Top of EXTRACTED ENTRIES

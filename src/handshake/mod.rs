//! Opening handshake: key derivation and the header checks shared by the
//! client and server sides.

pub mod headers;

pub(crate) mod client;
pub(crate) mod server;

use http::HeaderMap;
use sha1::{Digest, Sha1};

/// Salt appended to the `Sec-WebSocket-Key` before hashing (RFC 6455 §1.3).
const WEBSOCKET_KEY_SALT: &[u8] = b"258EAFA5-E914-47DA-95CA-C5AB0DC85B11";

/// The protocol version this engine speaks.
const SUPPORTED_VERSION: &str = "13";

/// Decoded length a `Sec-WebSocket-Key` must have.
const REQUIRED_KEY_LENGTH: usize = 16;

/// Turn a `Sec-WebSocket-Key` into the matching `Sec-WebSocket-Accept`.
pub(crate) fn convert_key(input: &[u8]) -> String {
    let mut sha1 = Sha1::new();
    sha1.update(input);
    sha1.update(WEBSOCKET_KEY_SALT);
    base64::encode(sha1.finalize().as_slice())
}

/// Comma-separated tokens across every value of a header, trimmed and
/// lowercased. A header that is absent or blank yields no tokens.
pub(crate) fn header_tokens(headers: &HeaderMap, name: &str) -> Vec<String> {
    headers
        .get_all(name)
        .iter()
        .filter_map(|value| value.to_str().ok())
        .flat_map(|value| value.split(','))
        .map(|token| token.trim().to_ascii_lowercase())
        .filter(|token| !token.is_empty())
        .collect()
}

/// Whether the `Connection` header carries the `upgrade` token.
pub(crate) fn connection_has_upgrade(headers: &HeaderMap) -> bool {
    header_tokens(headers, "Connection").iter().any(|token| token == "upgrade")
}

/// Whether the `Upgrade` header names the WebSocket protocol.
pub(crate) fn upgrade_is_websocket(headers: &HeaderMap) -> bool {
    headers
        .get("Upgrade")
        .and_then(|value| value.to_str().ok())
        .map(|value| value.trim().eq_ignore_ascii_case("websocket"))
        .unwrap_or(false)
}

Bottom of EXTRACTED ENTRIES
Top of EXTRACTED ENTRIES

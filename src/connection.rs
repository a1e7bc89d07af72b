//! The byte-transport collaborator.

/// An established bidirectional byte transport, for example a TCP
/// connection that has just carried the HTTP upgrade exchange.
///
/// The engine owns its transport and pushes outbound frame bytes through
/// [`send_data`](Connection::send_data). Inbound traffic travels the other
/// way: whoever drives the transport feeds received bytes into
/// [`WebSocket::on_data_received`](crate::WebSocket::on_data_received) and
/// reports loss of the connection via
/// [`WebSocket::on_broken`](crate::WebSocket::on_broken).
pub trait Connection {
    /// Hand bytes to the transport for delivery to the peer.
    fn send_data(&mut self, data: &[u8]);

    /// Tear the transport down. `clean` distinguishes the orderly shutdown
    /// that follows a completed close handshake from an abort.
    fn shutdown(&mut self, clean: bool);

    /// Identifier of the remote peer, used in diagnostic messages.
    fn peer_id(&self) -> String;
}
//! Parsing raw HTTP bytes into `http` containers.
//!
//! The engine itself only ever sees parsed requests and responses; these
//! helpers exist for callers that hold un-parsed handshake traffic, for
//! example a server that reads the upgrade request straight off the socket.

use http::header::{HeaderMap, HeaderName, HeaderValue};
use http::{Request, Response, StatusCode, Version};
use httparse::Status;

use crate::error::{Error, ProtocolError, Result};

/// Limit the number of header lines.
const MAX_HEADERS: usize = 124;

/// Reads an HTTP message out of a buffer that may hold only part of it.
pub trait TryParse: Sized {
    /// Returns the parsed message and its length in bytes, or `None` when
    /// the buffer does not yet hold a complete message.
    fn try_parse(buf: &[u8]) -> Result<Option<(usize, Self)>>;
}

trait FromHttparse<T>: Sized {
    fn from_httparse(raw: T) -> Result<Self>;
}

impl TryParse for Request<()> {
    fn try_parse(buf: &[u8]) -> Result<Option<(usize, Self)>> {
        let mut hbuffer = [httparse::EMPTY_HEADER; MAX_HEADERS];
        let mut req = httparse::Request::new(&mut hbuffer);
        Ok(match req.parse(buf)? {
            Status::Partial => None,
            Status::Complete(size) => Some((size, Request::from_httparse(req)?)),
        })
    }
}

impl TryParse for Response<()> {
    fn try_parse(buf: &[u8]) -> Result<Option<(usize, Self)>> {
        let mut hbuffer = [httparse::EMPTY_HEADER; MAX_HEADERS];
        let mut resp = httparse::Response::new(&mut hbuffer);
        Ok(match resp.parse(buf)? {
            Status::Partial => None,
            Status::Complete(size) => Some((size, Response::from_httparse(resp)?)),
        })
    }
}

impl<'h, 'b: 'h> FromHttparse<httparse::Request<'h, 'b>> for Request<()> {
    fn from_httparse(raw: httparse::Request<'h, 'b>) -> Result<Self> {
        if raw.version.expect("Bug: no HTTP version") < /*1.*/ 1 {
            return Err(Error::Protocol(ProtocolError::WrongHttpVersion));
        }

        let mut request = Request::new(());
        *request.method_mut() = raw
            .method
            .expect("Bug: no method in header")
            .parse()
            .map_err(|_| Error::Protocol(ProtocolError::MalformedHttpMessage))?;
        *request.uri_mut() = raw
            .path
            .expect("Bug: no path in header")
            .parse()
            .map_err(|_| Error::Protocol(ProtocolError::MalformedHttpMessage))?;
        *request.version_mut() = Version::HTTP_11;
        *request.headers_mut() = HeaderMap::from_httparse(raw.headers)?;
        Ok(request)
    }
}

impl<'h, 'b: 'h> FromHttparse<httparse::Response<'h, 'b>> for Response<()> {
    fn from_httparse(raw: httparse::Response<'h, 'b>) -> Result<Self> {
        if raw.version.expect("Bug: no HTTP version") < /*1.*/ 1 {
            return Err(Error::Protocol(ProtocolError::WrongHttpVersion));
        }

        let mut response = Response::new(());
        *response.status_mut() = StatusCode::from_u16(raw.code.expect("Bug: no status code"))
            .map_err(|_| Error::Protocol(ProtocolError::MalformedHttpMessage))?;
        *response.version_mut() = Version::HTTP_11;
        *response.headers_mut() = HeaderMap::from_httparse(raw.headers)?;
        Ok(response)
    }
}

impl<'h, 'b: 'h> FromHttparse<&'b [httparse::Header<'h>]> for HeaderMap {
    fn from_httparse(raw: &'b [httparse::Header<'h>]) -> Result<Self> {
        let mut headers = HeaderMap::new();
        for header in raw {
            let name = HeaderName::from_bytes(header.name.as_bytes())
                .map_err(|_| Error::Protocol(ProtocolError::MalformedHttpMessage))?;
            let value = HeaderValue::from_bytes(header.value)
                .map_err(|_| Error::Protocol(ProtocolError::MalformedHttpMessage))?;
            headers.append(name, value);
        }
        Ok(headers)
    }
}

Bottom of EXTRACTED ENTRIES
Top of EXTRACTED ENTRIES

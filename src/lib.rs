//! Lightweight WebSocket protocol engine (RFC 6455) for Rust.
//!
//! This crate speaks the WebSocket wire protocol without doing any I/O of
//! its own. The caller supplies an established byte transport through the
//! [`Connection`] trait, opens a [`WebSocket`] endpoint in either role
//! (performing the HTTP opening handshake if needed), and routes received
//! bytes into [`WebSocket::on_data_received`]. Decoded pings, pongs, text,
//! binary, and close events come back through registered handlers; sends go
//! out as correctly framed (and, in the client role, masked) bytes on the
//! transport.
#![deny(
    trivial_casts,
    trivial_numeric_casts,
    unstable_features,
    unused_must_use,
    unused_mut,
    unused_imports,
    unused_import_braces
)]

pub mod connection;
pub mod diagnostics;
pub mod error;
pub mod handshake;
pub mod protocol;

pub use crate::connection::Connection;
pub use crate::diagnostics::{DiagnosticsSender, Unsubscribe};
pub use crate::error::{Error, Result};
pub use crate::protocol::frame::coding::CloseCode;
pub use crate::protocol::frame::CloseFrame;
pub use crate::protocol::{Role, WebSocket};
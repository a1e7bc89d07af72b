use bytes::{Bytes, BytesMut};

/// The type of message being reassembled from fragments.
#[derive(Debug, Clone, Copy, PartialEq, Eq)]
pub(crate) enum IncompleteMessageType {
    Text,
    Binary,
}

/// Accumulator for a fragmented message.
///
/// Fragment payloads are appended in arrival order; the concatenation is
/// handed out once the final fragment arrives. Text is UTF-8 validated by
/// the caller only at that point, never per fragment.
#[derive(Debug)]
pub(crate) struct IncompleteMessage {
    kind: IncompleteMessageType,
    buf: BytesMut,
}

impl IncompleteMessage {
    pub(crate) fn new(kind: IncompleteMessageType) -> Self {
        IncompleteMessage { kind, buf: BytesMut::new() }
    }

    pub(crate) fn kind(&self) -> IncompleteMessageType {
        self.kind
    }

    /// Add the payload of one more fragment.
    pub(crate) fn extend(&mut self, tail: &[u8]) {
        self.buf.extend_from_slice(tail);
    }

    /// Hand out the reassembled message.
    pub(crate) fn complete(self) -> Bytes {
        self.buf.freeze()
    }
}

Bottom of EXTRACTED ENTRIES

◆ EXERCISE BRIEF: All lines above between those holding "const MAX_HEADERS: usize = 124;" and "trait FromHttparse<T>: Sized", inclusive, must be set down unchanged, and no other line may be included.

◆ ANSWER SECTION:
const MAX_HEADERS: usize = 124;

/// Reads an HTTP message out of a buffer that may hold only part of it.
pub trait TryParse: Sized {
    /// Returns the parsed message and its length in bytes, or `None` when
    /// the buffer does not yet hold a complete message.
    fn try_parse(buf: &[u8]) -> Result<Option<(usize, Self)>>;
}

trait FromHttparse<T>: Sized {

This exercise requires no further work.